A year ago, it seemed as if mobile operators had wasted £22bn on 3G licences that were going to be, in effect, useless. The rapid growth of hotspots through wireless LANs (WLANs) and WiMax deployments would provide an alternative network for a fraction of the investment. The next stage would be putting voice calls over these wireless IP networks. And why not? They would be a lot cheaper, if only because the WLAN providers did not need to recoup the money they had already invested.
Better still, public WLANs had the advantage of providing a better upgrade path for workers who needed internet access while out of the office. “WLANs are, in essence, a portable version of the internet and more geared towards the serious business user,” said Richard Hubble, director of converged comms specialist Tatara Systems. “3G is the mobile internet aimed at the consumer.”
As networking and telecoms began to converge once more, this time in the area of mobile communications, it provided new opportunities for anyone brave enough to pioneer this new territory. The trouble with being a pioneer is that it is dangerous. Many start-ups rushed into the Wi-Fi hotspot market, fuelled by the easily available funding, but the services failed to attract the numbers they had promised their backers. Disappointment soon set in as the business models of many early WLAN entrepreneurs proved wildly optimistic.
It was probably just a case of getting in too early. The first high-profile company to have the rug pulled from under them by backers was MobileStar in 2001. Still, that company’s bankruptcy provided an education from which others could formulate more realistic business plans.
The Cloud is a case in point. The source of its revenue - wholesale service provision - is far more reliable. As in the early days of the internet, the people making money are those building the infrastructure for others. In the case of The Cloud, they’re building WLAN infrastructures for telcos anxious to catch up with this new market. BT Openzone is its best customer, but others include mobile operators.
“Suddenly, the established telecom operators, both fixed and wireless, have overcome their reluctance to invest in the market,” said Julien Grivolas, telecoms analyst at market research company Ovum. “These days all the main telecoms operators offer access to hundreds, even thousands, of hotspots.”
They’re even consolidating to try to neutralise the threat of new entrepreneurs that want to undercut the mobile operators and offer their own, cheap versions of mobile telephony.

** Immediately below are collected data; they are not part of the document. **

//! Advection operators and flux-divergence tendencies.
//!
//! # Schemes
//!
//! | Scheme          | Order | Radius | Flux-biased |
//! |-----------------|-------|--------|-------------|
//! | `Centered_2nd`  | 2     | 1      | no          |
//! | `Upwind_3rd`    | 3     | 2      | yes         |
//! | `Centered_4th`  | 4     | 2      | no          |
//! | `Upwind_5th`    | 5     | 3      | yes         |
//! | `Centered_6th`  | 6     | 3      | no          |
//! | `WENO3`, `WENOZ3`, `WENOMZQ3` | 3 | 2 | yes |
//! | `WENO5`, `WENOZ5` | 5   | 3      | yes         |
//!
//! Centred schemes carry no implicit dissipation and are not stable for
//! pure advection on their own; pair them with numerical diffusion.
//!
//! # Example
//!
//! ```
//! use dycore_rs::advection::{
//!     AdvectionGrid, AdvectionScheme, FluxAccumulator, Interpolator,
//!     advection_src_for_rho_and_theta, advection_src_for_scalars,
//! };
//! use dycore_rs::field::{Field, MapFactors};
//! use dycore_rs::types::{IndexBox, Staggering};
//!
//! let cells = IndexBox::cells(10, 1, 4);
//! let ng = [3, 3, 1];
//! let rho_u = Field::filled(cells, Staggering::XFace, 1, ng, 1.0);
//! let rho_v = Field::filled(cells, Staggering::YFace, 1, ng, 0.0);
//! let rho_w = Field::filled(cells, Staggering::ZFace, 1, ng, 0.0);
//! // θ and one passive tracer
//! let prim = Field::filled(cells, Staggering::CellCentered, 2, ng, 300.0);
//! let mf = MapFactors::unity(&cells, [3, 3]);
//!
//! let grid = AdvectionGrid { inv_cell_size: [1.0, 1.0, 1.0], metrics: None, map_factors: Some(&mf) };
//! let interp = Interpolator::new(AdvectionScheme::Weno5, AdvectionScheme::Centered2nd);
//!
//! let mut avg = FluxAccumulator::new(&cells, [0, 0, 0]);
//! let mut src = Field::new(cells, Staggering::CellCentered, 3, [0, 0, 0]);
//! advection_src_for_rho_and_theta(
//!     &cells, 1.0, &rho_u, &rho_v, &rho_w, &prim, &interp, &grid, &mut src, &mut avg,
//! ).unwrap();
//! advection_src_for_scalars(&cells, 2, 1, &avg, &prim, &interp, &grid, &mut src).unwrap();
//!
//! assert!(src.as_slice().iter().all(|v| v.abs() < 1e-12));
//! ```

mod interpolator;
mod momentum;
mod scheme;
mod source;
mod stencil;
mod weno;

pub use interpolator::Interpolator;
pub use momentum::{MomentumInputs, advection_src_for_momentum};
pub use scheme::AdvectionScheme;
pub use source::{
    AdvectionGrid, FluxAccumulator, advection_src_for_rho_and_theta, advection_src_for_scalars,
};
pub use stencil::{FaceFn, centered_2nd, centered_4th, centered_6th, upwind_3rd, upwind_5th};
pub use weno::{weno3, weno5, wenomzq3, wenoz3, wenoz5};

One comms dealer in particular, Horsham-based Teleconnection, even attempted to take on the mobile operators by launching its own voice over Wi-Fi service last summer. This would offer subscribers cheap mobile calls in the UK, provided they could find a Wi-Fi hotspot and get a voice call over it successfully. If it had worked, subscribers would have paid less than £20 a month for unlimited calls.
Teleconnection’s biggest challenge was that there were not enough subscribers to make it work, and being a comms dealer - turned mobile operator, the company probably didn’t have the marketing funds needed to build a large enough client base.
There was a market opportunity there, said Jim Povey, managing director of Teleconnection. “The real savings for businesses is on mobile calls abroad. The mobile operators are like a cartel, and the domestic price-fixing is bad enough, but the international roaming charges are outrageous. There could be significant savings for businesses with a workforce that’s mobile around Europe and the US.”